WHAT YOU SHOULD DO - The answer should be a single number: how many lines of the entries below hold the word "eager".

[Records from a data source]
____________________

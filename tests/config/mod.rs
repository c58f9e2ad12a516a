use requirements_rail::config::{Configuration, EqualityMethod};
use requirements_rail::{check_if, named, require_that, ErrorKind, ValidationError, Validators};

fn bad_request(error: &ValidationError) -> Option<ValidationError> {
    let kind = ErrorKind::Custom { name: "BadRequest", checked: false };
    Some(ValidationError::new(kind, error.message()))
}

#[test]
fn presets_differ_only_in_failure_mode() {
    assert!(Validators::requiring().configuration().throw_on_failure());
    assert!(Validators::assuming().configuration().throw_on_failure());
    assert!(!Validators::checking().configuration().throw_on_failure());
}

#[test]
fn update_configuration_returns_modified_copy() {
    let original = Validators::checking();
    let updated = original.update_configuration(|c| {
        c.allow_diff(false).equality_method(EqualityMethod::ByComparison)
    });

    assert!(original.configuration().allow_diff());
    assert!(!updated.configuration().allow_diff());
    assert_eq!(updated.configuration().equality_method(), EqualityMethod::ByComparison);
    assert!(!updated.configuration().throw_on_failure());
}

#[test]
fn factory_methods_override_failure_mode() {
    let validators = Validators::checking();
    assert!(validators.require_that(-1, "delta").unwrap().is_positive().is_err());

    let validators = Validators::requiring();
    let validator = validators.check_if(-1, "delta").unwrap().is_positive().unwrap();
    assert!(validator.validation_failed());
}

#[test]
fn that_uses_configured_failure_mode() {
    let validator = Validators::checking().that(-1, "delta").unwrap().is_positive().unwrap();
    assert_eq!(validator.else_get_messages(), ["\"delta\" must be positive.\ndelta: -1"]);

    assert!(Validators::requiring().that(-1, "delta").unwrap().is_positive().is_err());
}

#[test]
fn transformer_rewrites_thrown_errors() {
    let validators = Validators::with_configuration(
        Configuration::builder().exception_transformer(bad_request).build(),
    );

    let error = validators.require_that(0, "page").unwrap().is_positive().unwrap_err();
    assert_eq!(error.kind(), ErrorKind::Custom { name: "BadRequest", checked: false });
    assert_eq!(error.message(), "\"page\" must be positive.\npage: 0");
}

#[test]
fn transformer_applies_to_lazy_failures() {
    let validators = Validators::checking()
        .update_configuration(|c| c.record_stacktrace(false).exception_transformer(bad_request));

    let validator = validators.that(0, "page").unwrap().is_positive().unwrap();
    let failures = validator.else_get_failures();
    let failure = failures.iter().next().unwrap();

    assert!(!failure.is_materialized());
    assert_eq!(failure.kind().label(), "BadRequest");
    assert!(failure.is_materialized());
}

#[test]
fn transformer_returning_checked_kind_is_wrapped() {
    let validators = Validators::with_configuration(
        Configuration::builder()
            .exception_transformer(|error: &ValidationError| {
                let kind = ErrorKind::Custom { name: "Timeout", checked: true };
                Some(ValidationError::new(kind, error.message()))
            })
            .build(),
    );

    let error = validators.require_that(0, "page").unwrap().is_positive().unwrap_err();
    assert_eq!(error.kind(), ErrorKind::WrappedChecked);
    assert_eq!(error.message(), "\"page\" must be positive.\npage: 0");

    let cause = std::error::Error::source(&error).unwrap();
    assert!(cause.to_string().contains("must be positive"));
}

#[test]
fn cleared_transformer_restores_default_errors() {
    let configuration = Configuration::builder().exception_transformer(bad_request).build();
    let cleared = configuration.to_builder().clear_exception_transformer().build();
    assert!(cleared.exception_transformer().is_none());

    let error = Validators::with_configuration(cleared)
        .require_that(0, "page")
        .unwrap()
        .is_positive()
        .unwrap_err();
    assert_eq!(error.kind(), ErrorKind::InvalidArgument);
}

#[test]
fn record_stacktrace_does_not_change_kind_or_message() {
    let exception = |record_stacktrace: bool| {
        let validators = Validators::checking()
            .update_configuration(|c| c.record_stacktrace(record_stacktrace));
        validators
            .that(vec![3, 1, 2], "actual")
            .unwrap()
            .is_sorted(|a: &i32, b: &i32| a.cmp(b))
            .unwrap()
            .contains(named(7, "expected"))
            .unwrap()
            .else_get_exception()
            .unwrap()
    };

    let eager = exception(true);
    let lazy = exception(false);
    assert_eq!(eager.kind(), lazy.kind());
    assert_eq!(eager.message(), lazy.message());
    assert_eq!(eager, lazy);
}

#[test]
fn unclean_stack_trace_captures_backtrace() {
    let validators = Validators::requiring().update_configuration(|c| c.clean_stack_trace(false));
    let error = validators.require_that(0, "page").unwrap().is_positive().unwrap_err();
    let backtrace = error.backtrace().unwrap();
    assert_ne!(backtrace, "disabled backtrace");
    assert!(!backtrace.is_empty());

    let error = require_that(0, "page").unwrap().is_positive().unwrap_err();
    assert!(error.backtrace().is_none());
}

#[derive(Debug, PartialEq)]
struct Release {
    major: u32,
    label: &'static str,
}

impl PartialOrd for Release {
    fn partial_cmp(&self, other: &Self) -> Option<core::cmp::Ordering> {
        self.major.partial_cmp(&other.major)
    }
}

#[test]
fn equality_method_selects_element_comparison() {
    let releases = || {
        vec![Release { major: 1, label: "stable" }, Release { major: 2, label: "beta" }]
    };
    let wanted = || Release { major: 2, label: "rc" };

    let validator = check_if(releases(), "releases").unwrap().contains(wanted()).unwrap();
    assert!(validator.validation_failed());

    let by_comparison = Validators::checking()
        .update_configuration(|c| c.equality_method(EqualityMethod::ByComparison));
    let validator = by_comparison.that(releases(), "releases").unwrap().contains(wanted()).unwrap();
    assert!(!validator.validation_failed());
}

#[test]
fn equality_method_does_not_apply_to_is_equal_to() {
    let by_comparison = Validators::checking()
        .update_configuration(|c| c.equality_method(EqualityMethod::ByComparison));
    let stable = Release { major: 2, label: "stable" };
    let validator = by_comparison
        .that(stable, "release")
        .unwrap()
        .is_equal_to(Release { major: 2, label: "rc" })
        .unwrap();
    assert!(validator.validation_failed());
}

____________________

ANSWER TO THIS TASK - 4